Do you have any suggestions on how I can verify that everything is functioning correctly, given the recurring backend error?
We just released v0.30.0-rc3 last night. So feel free to bump it to that version rather than downgrading, to make sure you don’t hit any of those problems specific to rc2.
Btw, if you run the check without a multiaddr, you will see that it can’t find any providers, proving that it’s having trouble announcing the provider record to the DHT.
However, both tests continue to return the following error:
backend error: TypeError: Failed to fetch
I’m wondering if this is a localized issue or if there is a broader problem with the backend. The IPFS Check seems to rely on https://ipfs-check-backend.ipfs.io, and as IPFS.io is currently down, could this be part of the problem?

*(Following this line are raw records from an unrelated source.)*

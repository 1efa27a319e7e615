//! Plain per-file storage for recent months.

use std::fs;
use std::io::{self, Read};
use std::path::Path;

use crate::error::Result;

const UPLOAD_PREFIX: &str = ".upload-";

/// Streams `payload` into `path` through a temp file in the same directory,
/// then renames it over the target. Concurrent writers to one path race only
/// on the rename; the last one wins.
pub fn write_atomic(path: &Path, payload: &mut impl Read) -> Result<u64> {
    let dir = path.parent().ok_or_else(|| {
        io::Error::new(
            io::ErrorKind::InvalidInput,
            format!("{} has no parent directory", path.display()),
        )
    })?;
    fs::create_dir_all(dir)?;

    let mut temp = tempfile::Builder::new()
        .prefix(UPLOAD_PREFIX)
        .tempfile_in(dir)?;
    let written = io::copy(payload, temp.as_file_mut())?;
    temp.as_file().sync_all()?;
    temp.persist(path).map_err(|err| err.error)?;
    Ok(written)
}

/// Regular, non-hidden files directly inside `dir`, sorted by name.
pub fn list_files(dir: &Path) -> io::Result<Vec<String>> {
    let mut names = Vec::new();
    for entry in fs::read_dir(dir)? {
        let entry = entry?;
        if !entry.file_type()?.is_file() {
            continue;
        }
        let name = entry.file_name().to_string_lossy().into_owned();
        if name.starts_with('.') {
            continue;
        }
        names.push(name);
    }
    names.sort_unstable();
    Ok(names)
}

#[cfg(test)]
mod tests {
    use super::*;
    use tempfile::tempdir;

    #[test]
    fn write_creates_parents_and_replaces() {
        let dir = tempdir().expect("tempdir");
        let path = dir.path().join("alice/2024-01/app.log");

        let written = write_atomic(&path, &mut &b"first"[..]).expect("write");
        assert_eq!(written, 5);
        write_atomic(&path, &mut &b"second"[..]).expect("overwrite");
        assert_eq!(fs::read(&path).expect("read"), b"second");

        let names = list_files(path.parent().expect("parent")).expect("list");
        assert_eq!(names, vec!["app.log".to_string()]);
    }

    #[test]
    fn listing_skips_hidden_and_directories() {
        let dir = tempdir().expect("tempdir");
        fs::write(dir.path().join("b.log"), "b").expect("write");
        fs::write(dir.path().join("a.log"), "a").expect("write");
        fs::write(dir.path().join(".upload-123"), "partial").expect("write");
        fs::create_dir(dir.path().join("sub")).expect("mkdir");

        let names = list_files(dir.path()).expect("list");
        assert_eq!(names, vec!["a.log".to_string(), "b.log".to_string()]);
    }
}
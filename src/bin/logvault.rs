use std::path::PathBuf;
use std::sync::Arc;

use anyhow::{Context, Result};
use clap::Parser;
use logvault::auth::{CredentialFile, Verifier};
use logvault::http::{self, AppState};
use logvault::lifecycle::RotationManager;
use logvault::{LogStore, ServerConfig};
use time::OffsetDateTime;

#[derive(Parser)]
#[command(name = "logvault")]
#[command(about = "Serve per-user monthly logs and rotate old months into archives")]
struct Cli {
    /// TOML configuration file
    #[arg(long)]
    config: Option<PathBuf>,

    /// Listen address (overrides config)
    #[arg(long)]
    bind: Option<String>,

    /// Storage root directory (overrides config)
    #[arg(long)]
    storage: Option<PathBuf>,

    /// Archive compression for new containers: zst, gz or xz (overrides config)
    #[arg(long)]
    compress: Option<String>,

    /// Tab-separated credentials file (overrides config)
    #[arg(long)]
    tsv: Option<PathBuf>,

    /// Days a month stays live before rotation (overrides config)
    #[arg(long)]
    retention_days: Option<u32>,
}

#[tokio::main]
async fn main() -> Result<()> {
    env_logger::init();
    let cli = Cli::parse();

    let mut config = match &cli.config {
        Some(path) => ServerConfig::from_path(path)?,
        None => ServerConfig::default(),
    };
    if let Some(bind) = cli.bind {
        config.bind = bind;
    }
    if let Some(storage) = cli.storage {
        config.storage_root = storage;
    }
    if let Some(compress) = cli.compress {
        config.compression = compress;
    }
    if let Some(tsv) = cli.tsv {
        config.credentials = tsv;
    }
    if let Some(days) = cli.retention_days {
        config.retention_days = days;
    }

    let format = config.validate()?;
    let retention = config.retention()?;

    let credentials = CredentialFile::load_or_create(&config.credentials)
        .with_context(|| format!("loading {}", config.credentials.display()))?;
    if credentials.is_empty() {
        log::warn!(
            "no users in {}; add one with logvault-passwd",
            config.credentials.display()
        );
    }
    let verifier: Arc<dyn Verifier> = Arc::new(credentials);

    std::fs::create_dir_all(&config.storage_root)
        .with_context(|| format!("creating {}", config.storage_root.display()))?;
    let store = Arc::new(LogStore::new(&config.storage_root, format)?);
    log::info!(
        "storage at {} (archives: {format}, retention: {} days)",
        config.storage_root.display(),
        config.retention_days
    );

    let manager = Arc::new(RotationManager::new(
        Arc::clone(&store),
        retention,
        config.schedule,
    ));
    let startup = Arc::clone(&manager);
    let report = tokio::task::spawn_blocking(move || startup.sweep(OffsetDateTime::now_utc()))
        .await
        .context("startup rotation sweep")?;
    log::info!("startup rotation sweep: {}", report.summary());
    manager.spawn();

    let app = http::router(AppState::new(store, verifier), config.max_upload_bytes);
    let listener = tokio::net::TcpListener::bind(&config.bind)
        .await
        .with_context(|| format!("binding {}", config.bind))?;
    log::info!("listening on {}", config.bind);
    axum::serve(listener, app).await?;
    Ok(())
}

We’ve also installed the rc3 version on Node 2, but I’m not too convinced about its performance so far. Initially, the node started up well with 2600 peers, but it’s now dropped to below 200:
I’ve identified that the previous issue with the backend error: TypeError: Failed to fetch was due to my internet service provider, so that problem is now resolved. However, after running some tests on both nodes, I’m encountering the following issues:
Node 1 (v0.30, no Accelerated DHT)
Could not connect to multiaddr: failed to dial
Found multiaddr with 10 DHT peers
Could not find the multihash in the DHT
The peer did not quickly respond if it had the CID
Node 2 (v0.30-rc3, Accelerated DHT enabled)
Could not connect to multiaddr: failed to dial
Could not find the given multiaddr in the DHT (found a different one instead)
Found multihash advertised in the DHT
The peer did not quickly respond if it had the CID
It seems like the connection to the multiaddr on both nodes is failing with a dial backoff error, and for Node 1, I’m unable to retrieve the multihash from the DHT. Node 2, which is running with Accelerated DHT, can find the multihash, but is still facing connection issues.
How can we resolve the dial backoff error and the multihash retrieval issue on both nodes?
Based on the results it appears that Peer 1 is undialable and does not advertise the multihash in the DHT. I would double check your networking configuration and firewall to fix the dialability/connection problem.
As for Peer 2, it seems to be functioning fine. It advertises correctly and I can connect with both QUIC and TCP (I tried both manually).